Charaudeau e Maingueneau (2006, p. 108) afirmam, ainda, que essa comunidade de “fala restrita” organiza-se em torno da formação de discursos que parecem deixar em
segundo plano divergências de relacionamento ou de opiniões, uma vez que o
compartilhamento do mesmo discurso aplicado em gêneros comuns parece ser o que
define tal comunidade. No caso dos fóruns, temos um discurso acadêmico, oriundo de
uma comunidade discursiva acadêmica.
Nesse sentido, os fóruns de discussão ora analisados possuem um propósito
comunicativo bastante evidenciado na prática discursiva, que é a reflexão a respeito de
conteúdos ministrados ao longo da disciplina, em que o professor é o mediador
institucional, avaliativo, o especialista que tem por função provocar a discussão dos
coparticipante da construção coletiva de conhecimento, que se dá por meio da interação
e não apenas pela transmissão dos conteúdos.
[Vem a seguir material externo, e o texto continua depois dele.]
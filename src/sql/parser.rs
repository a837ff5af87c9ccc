//! Dialect parser engines wrapping the sqlparser crate

use std::fmt;
use std::ops::ControlFlow;

use sqlparser::ast::{visit_expressions, Expr, Statement, Value};
use sqlparser::dialect::Dialect;
use sqlparser::parser::Parser as SqlParser;

use super::database_type::DatabaseType;
use super::error::{SqlError, SqlResult};
use super::statement::SqlStatement;

/// Parser for one SQL dialect
///
/// Engines hold no mutable state and are shared by every request that
/// speaks their dialect, so `parse` must be safe to call concurrently.
pub trait SqlParserEngine: Send + Sync + fmt::Debug {
    /// Dialect this engine parses
    fn database_type(&self) -> DatabaseType;

    /// Parse exactly one statement
    ///
    /// With `pre_process` set, parameter placeholders are collected into
    /// `SqlStatement::parameter_markers`. The parse tree is the same either way.
    fn parse(&self, sql: &str, pre_process: bool) -> SqlResult<SqlStatement>;
}

/// Parser engine backed by a sqlparser grammar
pub struct DialectParser {
    database_type: DatabaseType,
    grammar: Box<dyn Dialect + Send + Sync>,
}

impl DialectParser {
    /// Create an engine using the dialect's default grammar
    pub fn new(database_type: DatabaseType) -> Self {
        DialectParser {
            database_type,
            grammar: database_type.grammar(),
        }
    }

    fn parse_one(&self, sql: &str) -> SqlResult<Statement> {
        let mut statements = SqlParser::parse_sql(&*self.grammar, sql)
            .map_err(|e| SqlError::parse(self.database_type, e.to_string()))?;

        match statements.len() {
            0 => Err(SqlError::parse(self.database_type, "Empty SQL statement")),
            1 => Ok(statements.remove(0)),
            n => Err(SqlError::parse(
                self.database_type,
                format!("Expected exactly one statement, found {}", n),
            )),
        }
    }
}

impl fmt::Debug for DialectParser {
    fn fmt(&self, f: &mut fmt::Formatter<'_>) -> fmt::Result {
        f.debug_struct("DialectParser")
            .field("database_type", &self.database_type)
            .field("grammar", &self.grammar)
            .finish()
    }
}

impl SqlParserEngine for DialectParser {
    fn database_type(&self) -> DatabaseType {
        self.database_type
    }

    fn parse(&self, sql: &str, pre_process: bool) -> SqlResult<SqlStatement> {
        let statement = self.parse_one(sql)?;
        let markers = if pre_process {
            parameter_markers(&statement)
        } else {
            Vec::new()
        };
        Ok(SqlStatement::new(self.database_type, statement).with_parameter_markers(markers))
    }
}

/// Collect parameter placeholders (`?`, `$1`, `:name`) in source order
pub fn parameter_markers(statement: &Statement) -> Vec<String> {
    let mut markers = Vec::new();
    let _ = visit_expressions(statement, |expr| {
        if let Expr::Value(Value::Placeholder(marker)) = expr {
            markers.push(marker.clone());
        }
        ControlFlow::<()>::Continue(())
    });
    markers
}

#[cfg(test)]
mod tests {
    use super::*;
    use sqlparser::ast as sp;

    fn mysql() -> DialectParser {
        DialectParser::new(DatabaseType::MySql)
    }

    #[test]
    fn test_parse_select() {
        let stmt = mysql().parse("SELECT id, name FROM users WHERE id = 1", false).unwrap();
        assert_eq!(stmt.database_type, DatabaseType::MySql);
        assert!(matches!(stmt.statement, sp::Statement::Query(_)));
    }

    #[test]
    fn test_parse_insert() {
        let stmt = mysql()
            .parse("INSERT INTO users (id, name) VALUES (1, 'Alice')", false)
            .unwrap();
        assert!(matches!(stmt.statement, sp::Statement::Insert(_)));
    }

    #[test]
    fn test_parse_create_table() {
        let stmt = mysql()
            .parse(
                "CREATE TABLE users (id INT NOT NULL, name VARCHAR(100), PRIMARY KEY (id))",
                false,
            )
            .unwrap();
        assert!(matches!(stmt.statement, sp::Statement::CreateTable(_)));
    }

    #[test]
    fn test_parse_delete() {
        let stmt = mysql().parse("DELETE FROM users WHERE id = 1", false).unwrap();
        assert!(matches!(stmt.statement, sp::Statement::Delete(_)));
    }

    #[test]
    fn test_trailing_semicolon() {
        let stmt = mysql().parse("SELECT 1;", false).unwrap();
        assert!(matches!(stmt.statement, sp::Statement::Query(_)));
    }

    #[test]
    fn test_parse_error() {
        let err = mysql().parse("wrong sql", false).unwrap_err();
        match err {
            SqlError::Parse {
                database_type,
                message,
            } => {
                assert_eq!(database_type, DatabaseType::MySql);
                assert!(message.contains("wrong"), "message: {}", message);
            }
            other => panic!("Expected parse error, got {:?}", other),
        }
    }

    #[test]
    fn test_empty_input() {
        let err = mysql().parse("   ", false).unwrap_err();
        assert!(err.is_parse());
    }

    #[test]
    fn test_multiple_statements() {
        let err = mysql().parse("SELECT 1; SELECT 2", false).unwrap_err();
        assert!(err.is_parse());
        assert!(err.to_string().contains("found 2"));
    }

    #[test]
    fn test_dialect_specific_syntax() {
        let pg = DialectParser::new(DatabaseType::PostgreSql);
        assert!(pg.parse("SELECT a::INT FROM t", false).is_ok());

        let mssql = DialectParser::new(DatabaseType::SqlServer);
        assert!(mssql.parse("SELECT [a] FROM [t]", false).is_ok());
    }

    #[test]
    fn test_pre_process_collects_markers() {
        let stmt = mysql()
            .parse("SELECT * FROM t WHERE a = ? AND b IN (?, ?)", true)
            .unwrap();
        assert_eq!(stmt.parameter_markers, vec!["?", "?", "?"]);

        let pg = DialectParser::new(DatabaseType::PostgreSql);
        let stmt = pg.parse("UPDATE t SET a = $2 WHERE b = $1", true).unwrap();
        assert_eq!(stmt.parameter_count(), 2);
        assert!(stmt.parameter_markers.contains(&"$1".to_string()));
    }

    #[test]
    fn test_pre_process_keeps_tree() {
        let sql = "SELECT * FROM t WHERE a = ?";
        let plain = mysql().parse(sql, false).unwrap();
        let processed = mysql().parse(sql, true).unwrap();
        assert!(plain.parameter_markers.is_empty());
        assert_eq!(plain.statement, processed.statement);
    }
}
//! SQL layer - dialects, parsing, and statement serialization
//!
//! This module provides:
//! - `DatabaseType`: The dialects sessions can speak
//! - `SqlParserEngine`: Parses SQL text for one dialect
//! - `ParserEngineRegistry`: Looks up the engine for a dialect
//! - `serializer`: Converts parsed statements into JSON documents

pub mod database_type;
pub mod error;
pub mod parser;
pub mod registry;
pub mod serializer;
pub mod statement;

pub use database_type::DatabaseType;
pub use error::{SqlError, SqlResult};
pub use parser::{DialectParser, SqlParserEngine};
pub use registry::{ParserEngineRegistry, ParserEngineRegistryBuilder};
pub use statement::SqlStatement;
Nesse momento, cabe uma observação importante no que tange à tradição na
classificação de algum texto enquanto gênero, que é exatamente a questão do propósito
comunicativo. Hemais e Biasi-Rodrigues (2005, p.118), com base na proposta
sociorretórica de John M. Swales, afirmam o seguinte:
O conceito de propósito comunicativo, em sua concepção original, é o critério privilegiado na definição de gênero, embasa o gênero e determina não apenas a sua estrutura esquemática, mas também as escolhas em torno de conteúdo e estilo. [...] Em 1990, Swales já discutia a dificuldade de identificar com precisão o conceito de propósito comunicativo, especialmente a dificuldade de identificar claramente o propósito de um exemplar de gênero. Ao reavaliar o problema, Askehave & Swales entendem que o propósito comunicativo é menos visível do que a forma, e portanto, dificilmente servirá como critério básico para a conceituação de um gênero. [...] os membros mais experientes exploram o gênero, manipulando os elementos de intenção, posicionamento, forma e função para as suas intenções pessoais, e o fazem dentro dos propósitos socialmente reconhecidos. (HEMAIS e BIASI-RODRIGUES, 2005, p.118).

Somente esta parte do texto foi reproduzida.